And Jack hangs up the phone and sits and wonders what could be so bad that his stepfather wants to see him.

Later, he takes a seat on the floor, and the cat, who he has now decided to call Jacques, takes a seat beside him. Together they listen to the new cassette tapes, Jack rewinding the one of Odile from the previous night, studying the soft timbre of her words, the raspy tremor of her unfamiliar voice. He rewinds it a few times, surprised by her weird answers, as Jacques the cat purrs softly in his lap.

NEITHER ODILE NOR JACK KNOW WHERE TO LOOK THAT NIGHT.

Anonymous-seeming stares which wander past the water cooler to the soft hazy spot at the back of the office girl's neck as she stops to sip a paper cup of water, and then crushes the paper cup in her hand, and then his glance moves down to her bare knees, then to the hem of her soft, fluttering gray skirt as she walks back and everyone—meaning Gomez and the other two operators and maybe even the nighttime cleaning ladies—has to notice him staring. It's weird for everybody that Wednesday night.
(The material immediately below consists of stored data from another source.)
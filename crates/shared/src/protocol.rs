use chrono::{DateTime, Utc};
use serde::{Deserialize, Serialize};

use crate::{
    domain::{Subject, TeacherDraft, TeacherStatus},
    error::FetchError,
    validation::{self, TeacherField, ValidationErrors},
};

/// Fields the update call never carries. They are fixed once a teacher exists.
pub const CREATE_ONLY_FIELDS: [TeacherField; 3] = [
    TeacherField::TotalStudents,
    TeacherField::Rating,
    TeacherField::JoinDate,
];

/// `{ success, data, error }` wrapper every `/api/teachers` response uses.
#[derive(Debug, Clone, Serialize, Deserialize)]
pub struct ApiEnvelope<T> {
    #[serde(default, skip_serializing_if = "Option::is_none")]
    pub success: Option<bool>,
    // A missing `Option` already decodes as `None`; `default` here would
    // demand `T: Default`.
    #[serde(skip_serializing_if = "Option::is_none")]
    pub data: Option<T>,
    #[serde(default, skip_serializing_if = "Option::is_none")]
    pub error: Option<String>,
    #[serde(default, skip_serializing_if = "Option::is_none")]
    pub message: Option<String>,
}

impl<T> ApiEnvelope<T> {
    pub fn ok(data: T) -> Self {
        Self {
            success: Some(true),
            data: Some(data),
            error: None,
            message: None,
        }
    }

    pub fn failed(error: impl Into<String>) -> Self {
        Self {
            success: Some(false),
            data: None,
            error: Some(error.into()),
            message: None,
        }
    }

    /// Best human-readable failure text the body carries.
    pub fn failure_message(&self) -> Option<&str> {
        self.error
            .as_deref()
            .or(self.message.as_deref())
            .filter(|text| !text.trim().is_empty())
    }

    /// `success: false` is a failure even on a 2xx status.
    pub fn into_result(self) -> Result<Option<T>, FetchError> {
        if self.success == Some(false) {
            let message = self
                .failure_message()
                .unwrap_or("request was rejected by the server")
                .to_string();
            return Err(FetchError::new(message));
        }
        Ok(self.data)
    }
}

#[derive(Debug, Clone, PartialEq, Serialize, Deserialize)]
#[serde(rename_all = "camelCase")]
pub struct CreateTeacherRequest {
    pub name: String,
    pub email: String,
    pub phone: String,
    pub subject: Subject,
    pub classes: i64,
    pub experience: i64,
    pub total_students: i64,
    pub rating: f64,
    #[serde(default, skip_serializing_if = "Option::is_none")]
    pub schedule: Option<String>,
    pub status: TeacherStatus,
    pub join_date: DateTime<Utc>,
}

impl CreateTeacherRequest {
    /// Validates `draft` against `now` and normalizes it for transmission.
    pub fn from_draft(draft: &TeacherDraft, now: DateTime<Utc>) -> Result<Self, ValidationErrors> {
        let errors = validation::validate_at(draft, now);
        let (Some(subject), Some(join_date), true) =
            (draft.subject, draft.join_date, errors.is_empty())
        else {
            return Err(errors);
        };

        Ok(Self {
            name: draft.name.trim().to_string(),
            email: normalize_email(&draft.email),
            phone: draft.phone.trim().to_string(),
            subject,
            classes: draft.classes,
            experience: draft.experience,
            total_students: draft.total_students,
            rating: draft.rating,
            schedule: normalize_schedule(&draft.schedule),
            status: draft.status,
            join_date,
        })
    }
}

#[derive(Debug, Clone, PartialEq, Serialize, Deserialize)]
#[serde(rename_all = "camelCase")]
pub struct UpdateTeacherRequest {
    pub name: String,
    pub email: String,
    pub phone: String,
    pub subject: Subject,
    pub classes: i64,
    pub experience: i64,
    #[serde(default, skip_serializing_if = "Option::is_none")]
    pub schedule: Option<String>,
    pub status: TeacherStatus,
}

impl UpdateTeacherRequest {
    /// Like [`CreateTeacherRequest::from_draft`], but create-only fields are
    /// neither validated nor sent.
    pub fn from_draft(draft: &TeacherDraft, now: DateTime<Utc>) -> Result<Self, ValidationErrors> {
        let mut errors = validation::validate_at(draft, now);
        errors.retain(|field| !CREATE_ONLY_FIELDS.contains(&field));
        let (Some(subject), true) = (draft.subject, errors.is_empty()) else {
            return Err(errors);
        };

        Ok(Self {
            name: draft.name.trim().to_string(),
            email: normalize_email(&draft.email),
            phone: draft.phone.trim().to_string(),
            subject,
            classes: draft.classes,
            experience: draft.experience,
            schedule: normalize_schedule(&draft.schedule),
            status: draft.status,
        })
    }
}

pub fn normalize_email(raw: &str) -> String {
    raw.trim().to_lowercase()
}

fn normalize_schedule(raw: &str) -> Option<String> {
    let trimmed = raw.trim();
    (!trimmed.is_empty()).then(|| trimmed.to_string())
}

#[cfg(test)]
#[path = "tests/protocol_tests.rs"]
mod tests;
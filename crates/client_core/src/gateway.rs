//! Boundary to the remote `/api/teachers` backend.

use std::time::Duration;

use async_trait::async_trait;
use reqwest::{Client, Method, RequestBuilder};
use serde::de::DeserializeOwned;
use shared::{
    domain::{TeacherId, TeacherRecord},
    error::FetchError,
    protocol::{ApiEnvelope, CreateTeacherRequest, UpdateTeacherRequest},
};
use tracing::debug;
use url::Url;

/// The four calls the admin screen makes. Implementations normalize every
/// failure kind into [`FetchError`] and may be called while an earlier call is
/// still outstanding.
#[async_trait]
pub trait TeacherGateway: Send + Sync {
    async fn list(&self) -> Result<Vec<TeacherRecord>, FetchError>;
    async fn create(&self, request: &CreateTeacherRequest) -> Result<TeacherRecord, FetchError>;
    async fn update(
        &self,
        id: &TeacherId,
        request: &UpdateTeacherRequest,
    ) -> Result<TeacherRecord, FetchError>;
    async fn remove(&self, id: &TeacherId) -> Result<(), FetchError>;
}

pub struct HttpTeacherGateway {
    http: Client,
    base_url: Url,
}

impl HttpTeacherGateway {
    pub fn new(base_url: Url) -> Self {
        Self::with_client(Client::new(), base_url)
    }

    pub fn with_client(http: Client, base_url: Url) -> Self {
        Self { http, base_url }
    }

    pub fn with_timeout(base_url: Url, timeout: Duration) -> reqwest::Result<Self> {
        let http = Client::builder().timeout(timeout).build()?;
        Ok(Self::with_client(http, base_url))
    }

    pub fn base_url(&self) -> &Url {
        &self.base_url
    }

    fn teachers_url(&self, id: Option<&TeacherId>) -> Result<Url, FetchError> {
        let mut url = self.base_url.clone();
        {
            let mut segments = url.path_segments_mut().map_err(|()| {
                FetchError::new(format!("api base url '{}' cannot carry a path", self.base_url))
            })?;
            segments.pop_if_empty().extend(["api", "teachers"]);
            if let Some(id) = id {
                segments.push(id.as_str());
            }
        }
        Ok(url)
    }

    fn request(&self, method: Method, id: Option<&TeacherId>) -> Result<RequestBuilder, FetchError> {
        let url = self.teachers_url(id)?;
        debug!(method = %method, url = %url, "teacher gateway request");
        Ok(self.http.request(method, url))
    }

    async fn execute<T: DeserializeOwned>(
        &self,
        request: RequestBuilder,
    ) -> Result<Option<T>, FetchError> {
        let response = request
            .send()
            .await
            .map_err(|err| FetchError::new(format!("could not reach the server: {err}")))?;
        let status = response.status();
        let body = response
            .bytes()
            .await
            .map_err(|err| FetchError::new(format!("failed to read server response: {err}")))?;

        if !status.is_success() {
            let message = serde_json::from_slice::<ApiEnvelope<serde_json::Value>>(&body)
                .ok()
                .and_then(|envelope| envelope.failure_message().map(str::to_string));
            return Err(match message {
                Some(message) => FetchError::new(message),
                None => FetchError::status(status.as_u16()),
            });
        }

        if body.iter().all(u8::is_ascii_whitespace) {
            return Ok(None);
        }

        let envelope: ApiEnvelope<T> = serde_json::from_slice(&body)
            .map_err(|err| FetchError::new(format!("malformed response from server: {err}")))?;
        envelope.into_result()
    }
}

fn require_data<T>(data: Option<T>) -> Result<T, FetchError> {
    data.ok_or_else(|| FetchError::new("server response did not include teacher data"))
}

#[async_trait]
impl TeacherGateway for HttpTeacherGateway {
    async fn list(&self) -> Result<Vec<TeacherRecord>, FetchError> {
        let request = self.request(Method::GET, None)?;
        require_data(self.execute(request).await?)
    }

    async fn create(&self, request: &CreateTeacherRequest) -> Result<TeacherRecord, FetchError> {
        let request = self.request(Method::POST, None)?.json(request);
        require_data(self.execute(request).await?)
    }

    async fn update(
        &self,
        id: &TeacherId,
        request: &UpdateTeacherRequest,
    ) -> Result<TeacherRecord, FetchError> {
        let request = self.request(Method::PUT, Some(id))?.json(request);
        require_data(self.execute(request).await?)
    }

    async fn remove(&self, id: &TeacherId) -> Result<(), FetchError> {
        let request = self.request(Method::DELETE, Some(id))?;
        self.execute::<serde_json::Value>(request).await?;
        Ok(())
    }
}

#[cfg(test)]
#[path = "tests/gateway_tests.rs"]
mod tests;
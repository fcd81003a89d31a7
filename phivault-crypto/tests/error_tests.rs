use phivault_crypto::{CryptoError, KmsError};

#[test]
fn key_unavailable_display() {
    let err = CryptoError::KeyUnavailable("kms down".into());
    assert_eq!(err.to_string(), "key unavailable: kms down");
}

#[test]
fn decryption_failed_display() {
    let err = CryptoError::DecryptionFailed("tag mismatch".into());
    assert_eq!(err.to_string(), "decryption failed: tag mismatch");
}

#[test]
fn invalid_key_length_display() {
    let err = CryptoError::InvalidKeyLength { expected: 32, actual: 5 };
    assert_eq!(err.to_string(), "invalid key length: expected 32, got 5");
}

#[test]
fn kms_unreachable_display() {
    let err = KmsError::Unreachable("timeout".into());
    assert_eq!(err.to_string(), "key management service unreachable: timeout");
}
//! Plaintext form of an entity row.

use phivault_types::{now_millis, ExternalRef, RecordId};
use serde::{Deserialize, Serialize};
use std::collections::BTreeMap;

/// A generic entity as seen by callers.
///
/// `fields` holds the values of declared encrypted fields (`None` = absent);
/// `attributes` holds non-sensitive data stored as plain JSON.
#[derive(Clone, Debug, PartialEq, Serialize, Deserialize)]
pub struct Record {
    pub id: RecordId,
    pub entity_type: String,
    pub fields: BTreeMap<String, Option<String>>,
    pub attributes: serde_json::Value,
    pub external_ref: Option<ExternalRef>,
    pub created_at: i64,
    pub modified_at: i64,
}

impl Record {
    pub fn new(entity_type: &str) -> Self {
        let now = now_millis();
        Self {
            id: RecordId::new(),
            entity_type: entity_type.to_string(),
            fields: BTreeMap::new(),
            attributes: serde_json::Value::Object(serde_json::Map::new()),
            external_ref: None,
            created_at: now,
            modified_at: now,
        }
    }

    pub fn with_field(mut self, name: &str, value: Option<&str>) -> Self {
        self.set(name, value);
        self
    }

    pub fn with_attribute(mut self, key: &str, value: serde_json::Value) -> Self {
        if let Some(obj) = self.attributes.as_object_mut() {
            obj.insert(key.to_string(), value);
        }
        self
    }

    pub fn with_external_ref(mut self, external_ref: ExternalRef) -> Self {
        self.external_ref = Some(external_ref);
        self
    }

    pub fn set(&mut self, name: &str, value: Option<&str>) {
        self.fields
            .insert(name.to_string(), value.map(str::to_string));
    }

    /// Value of a field, `None` when absent or never set.
    pub fn get(&self, name: &str) -> Option<&str> {
        self.fields.get(name).and_then(|v| v.as_deref())
    }
}
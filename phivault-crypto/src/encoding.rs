//! Base64 serde adapters for byte fields stored in JSON columns.

use base64::engine::general_purpose::STANDARD;
use base64::Engine as _;

pub(crate) mod b64 {
    use super::*;
    use serde::{Deserialize, Deserializer, Serializer};

    pub fn serialize<S: Serializer>(bytes: &[u8], s: S) -> Result<S::Ok, S::Error> {
        s.serialize_str(&STANDARD.encode(bytes))
    }

    pub fn deserialize<'de, D: Deserializer<'de>>(d: D) -> Result<Vec<u8>, D::Error> {
        let raw = String::deserialize(d)?;
        STANDARD.decode(raw).map_err(serde::de::Error::custom)
    }
}

pub(crate) mod b64_array {
    use super::*;
    use serde::{Deserialize, Deserializer, Serializer};

    pub fn serialize<S: Serializer, const N: usize>(bytes: &[u8; N], s: S) -> Result<S::Ok, S::Error> {
        s.serialize_str(&STANDARD.encode(bytes))
    }

    pub fn deserialize<'de, D: Deserializer<'de>, const N: usize>(d: D) -> Result<[u8; N], D::Error> {
        let raw = String::deserialize(d)?;
        let bytes = STANDARD.decode(raw).map_err(serde::de::Error::custom)?;
        let len = bytes.len();
        bytes.try_into().map_err(|_| {
            serde::de::Error::custom(format!("expected {N} bytes, got {len}"))
        })
    }
}

pub(crate) fn decode_base64(raw: &str) -> Result<Vec<u8>, base64::DecodeError> {
    STANDARD.decode(raw.trim())
}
Because Jack and Odile don't know where to look when they pass each other coming out of the break room or when, leaning back in their office chairs, they happen to have a moment of eye contact. Because ideas have begun to make themselves known. Ideas concerning inappropriate, unprofessional, and imagined actions between members of the telephone sales department who were previously thought to be only work-related acquaintances, and near strangers at that.

Until finally, standing before the vending machine, in the quiet disarrangement of the break room, Odile leans over and whispers in Jack's ear, “Do you know where I can get a bunch of cheap balloons?”

“What for?”

“It's for this thing I'm working on.”

“What thing?”

“This thing.”

“I guess. There's this one place on Chicago Avenue. It's a party store. You can probably get a bunch there for cheap. Why, what's it for?”
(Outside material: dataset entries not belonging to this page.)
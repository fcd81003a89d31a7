//! Storage error types.

use phivault_crypto::CryptoError;
use phivault_model::ModelError;
use thiserror::Error;

/// Result type for storage operations.
pub type StorageResult<T> = Result<T, StorageError>;

/// Errors that can occur in tenant-routed storage.
#[derive(Debug, Error)]
pub enum StorageError {
    /// An operation ran outside any `with_context` scope.
    #[error("no tenant context is active")]
    NoTenantContext,

    #[error("key unavailable: {0}")]
    KeyUnavailable(String),

    #[error("decryption failed: {0}")]
    DecryptionFailed(String),

    #[error("encryption failed: {0}")]
    Encryption(String),

    #[error("unknown entity type: {0}")]
    UnknownEntityType(String),

    #[error("unknown index {index} on {entity_type}")]
    UnknownIndex { entity_type: String, index: String },

    #[error("required field {field} missing on {entity_type}")]
    MissingRequiredField { entity_type: String, field: String },

    #[error("field {field} is not declared on {entity_type}")]
    UndeclaredField { entity_type: String, field: String },

    /// The id already belongs to a record of another entity type.
    #[error("record {id} is a {existing}, cannot save it as {attempted}")]
    IdConflict {
        id: String,
        existing: String,
        attempted: String,
    },

    #[error("invalid configuration: {0}")]
    Config(String),

    #[error("DuckDB error: {0}")]
    DuckDb(#[from] duckdb::Error),

    #[error("JSON error: {0}")]
    Json(#[from] serde_json::Error),

    #[error("IO error: {0}")]
    Io(#[from] std::io::Error),

    #[error("model error: {0}")]
    Model(#[from] ModelError),
}

impl From<CryptoError> for StorageError {
    fn from(err: CryptoError) -> Self {
        match err {
            CryptoError::KeyUnavailable(msg) => Self::KeyUnavailable(msg),
            CryptoError::DecryptionFailed(msg) => Self::DecryptionFailed(msg),
            CryptoError::Encryption(msg) => Self::Encryption(msg),
            CryptoError::InvalidKeyLength { expected, actual } => Self::KeyUnavailable(format!(
                "invalid key length: expected {expected}, got {actual}"
            )),
        }
    }
}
“It's for this project I'm thinking of doing.”

“I could help. When are you going to do it?”

“Tomorrow.”

“I'm not doing anything tomorrow.”

“Okay,” she says, smiling, though not looking at him. He sees her soft reflection in the plastic window of the vending machine and then looks away quick.
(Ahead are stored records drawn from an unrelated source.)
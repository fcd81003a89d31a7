use phivault_model::{
    default_registry, EncryptedFieldRegistry, EncryptedModel, FieldSpec, Normalization, Patient,
    RegistryError,
};
use pretty_assertions::assert_eq;

fn patient_specs() -> Vec<FieldSpec> {
    vec![
        FieldSpec::required("first_name").searchable("first_name_index", Normalization::CaseFoldTrim),
        FieldSpec::optional("health_number").searchable("health_number_index", Normalization::Exact),
        FieldSpec::optional("notes"),
    ]
}

#[test]
fn fields_are_returned_in_declaration_order() {
    let registry = EncryptedFieldRegistry::builder()
        .register("patient", patient_specs())
        .unwrap()
        .build();

    let names: Vec<&str> = registry
        .fields_for("patient")
        .unwrap()
        .iter()
        .map(|f| f.field_name.as_str())
        .collect();
    assert_eq!(names, vec!["first_name", "health_number", "notes"]);
}

#[test]
fn index_lookup_finds_owning_field() {
    let registry = EncryptedFieldRegistry::builder()
        .register("patient", patient_specs())
        .unwrap()
        .build();

    let spec = registry.index("patient", "health_number_index").unwrap();
    assert_eq!(spec.field_name, "health_number");
    assert!(spec.is_searchable());
    assert!(registry.index("patient", "notes_index").is_none());
    assert!(registry.index("practitioner", "health_number_index").is_none());
    assert!(!registry.field("patient", "notes").unwrap().is_searchable());
}

#[test]
fn duplicate_index_names_are_rejected() {
    let err = EncryptedFieldRegistry::builder()
        .register(
            "patient",
            vec![
                FieldSpec::optional("email").searchable("contact_index", Normalization::CaseFoldTrim),
                FieldSpec::optional("phone").searchable("contact_index", Normalization::Exact),
            ],
        )
        .unwrap_err();
    assert_eq!(
        err,
        RegistryError::DuplicateIndex {
            entity_type: "patient".into(),
            index: "contact_index".into()
        }
    );
}

#[test]
fn same_index_name_in_different_entity_types_is_fine() {
    let registry = EncryptedFieldRegistry::builder()
        .register("patient", vec![FieldSpec::optional("email").searchable("email_index", Normalization::CaseFoldTrim)])
        .unwrap()
        .register("practitioner", vec![FieldSpec::optional("email").searchable("email_index", Normalization::CaseFoldTrim)])
        .unwrap()
        .build();
    assert!(registry.index("patient", "email_index").is_some());
    assert!(registry.index("practitioner", "email_index").is_some());
}

#[test]
fn duplicate_and_empty_fields_are_rejected() {
    let dup = EncryptedFieldRegistry::builder()
        .register("patient", vec![FieldSpec::optional("a"), FieldSpec::required("a")])
        .unwrap_err();
    assert!(matches!(dup, RegistryError::DuplicateField { .. }));

    let empty = EncryptedFieldRegistry::builder()
        .register("patient", vec![FieldSpec::optional("")])
        .unwrap_err();
    assert!(matches!(empty, RegistryError::EmptyFieldName { .. }));

    let empty_index = EncryptedFieldRegistry::builder()
        .register("patient", vec![FieldSpec::optional("a").searchable("", Normalization::Exact)])
        .unwrap_err();
    assert!(matches!(empty_index, RegistryError::EmptyIndexName { .. }));

    assert_eq!(
        EncryptedFieldRegistry::builder().register("", vec![]).unwrap_err(),
        RegistryError::EmptyEntityType
    );
}

#[test]
fn reregistration_appends_fields() {
    let mut extended = patient_specs();
    extended.push(FieldSpec::optional("allergies"));

    let registry = EncryptedFieldRegistry::builder()
        .register("patient", patient_specs())
        .unwrap()
        .register("patient", extended)
        .unwrap()
        .build();
    let fields = registry.fields_for("patient").unwrap();
    assert_eq!(fields.len(), 4);
    assert_eq!(fields[3].field_name, "allergies");
}

#[test]
fn required_cannot_be_relaxed() {
    let mut relaxed = patient_specs();
    relaxed[0].required = false;

    let err = EncryptedFieldRegistry::builder()
        .register("patient", patient_specs())
        .unwrap()
        .register("patient", relaxed)
        .unwrap_err();
    assert_eq!(
        err,
        RegistryError::RequiredChanged {
            entity_type: "patient".into(),
            field: "first_name".into(),
            was: true,
            now: false
        }
    );
}

#[test]
fn fields_cannot_be_dropped_or_reindexed() {
    let dropped = patient_specs().into_iter().skip(1).collect();
    let err = EncryptedFieldRegistry::builder()
        .register("patient", patient_specs())
        .unwrap()
        .register("patient", dropped)
        .unwrap_err();
    assert!(matches!(err, RegistryError::FieldRemoved { field, .. } if field == "first_name"));

    let mut reindexed = patient_specs();
    reindexed[1] = FieldSpec::optional("health_number").searchable("hn_index", Normalization::Exact);
    let err = EncryptedFieldRegistry::builder()
        .register("patient", patient_specs())
        .unwrap()
        .register("patient", reindexed)
        .unwrap_err();
    assert!(matches!(err, RegistryError::IndexChanged { .. }));
}

#[test]
fn default_registry_declares_people() {
    let registry = default_registry().unwrap();
    let types: Vec<&str> = registry.entity_types().collect();
    assert_eq!(
        types,
        vec!["central_patient", "central_practitioner", "patient", "practitioner"]
    );
    let hn = registry.index(Patient::ENTITY_TYPE, "health_number_index").unwrap();
    assert_eq!(hn.index.as_ref().unwrap().normalization, Normalization::Exact);
}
Before she turns to head back to her desk, Jack pipes up: “I wrote my phone number on your back.”

“What?”

“I wrote my phone number on your back.”

“You did? Why would you do that?”

“I don't know. I thought it'd be funny.”

“I didn't see it. And then I took a shower.”

“I kinda thought you might not. It seemed like a good idea at the time.”

“Yeah.”

“Yep, but it really wasn't,” he says, looking down at his feet.

“If you wanted to give me your number, why didn't you just give it to me?”

“I don't know. I didn't want you to get the wrong idea.”

“What idea?”

“I don't know. I just thought … I don't know. I wanted you to have it. I mean, I like hanging out with you. But I didn't want you to think I was a weirdo or something.”

Finally, Odile turns and faces him and says, “Too late for that,” and then winks at him and heads back to her desk. And he stands there and thinks he can still smell her powder deodorant, the oddly attractive oil of her hair, lingering there like some phantom castle.

AN ACT OF ART TERRORISM.

At nine-thirty a.m. that Thursday morning they meet up outside the party store on Chicago Avenue and Odile buys fifty silver mylar balloons for only ten bucks and Jack asks, “So what's the big idea?” and Odile asks, “Are you in?” and he says, “Sure, why not?” and Odile holds the silver balloons as they ride downtown to a small office building with large rectangular windows, and then they lock their bicycles up out front.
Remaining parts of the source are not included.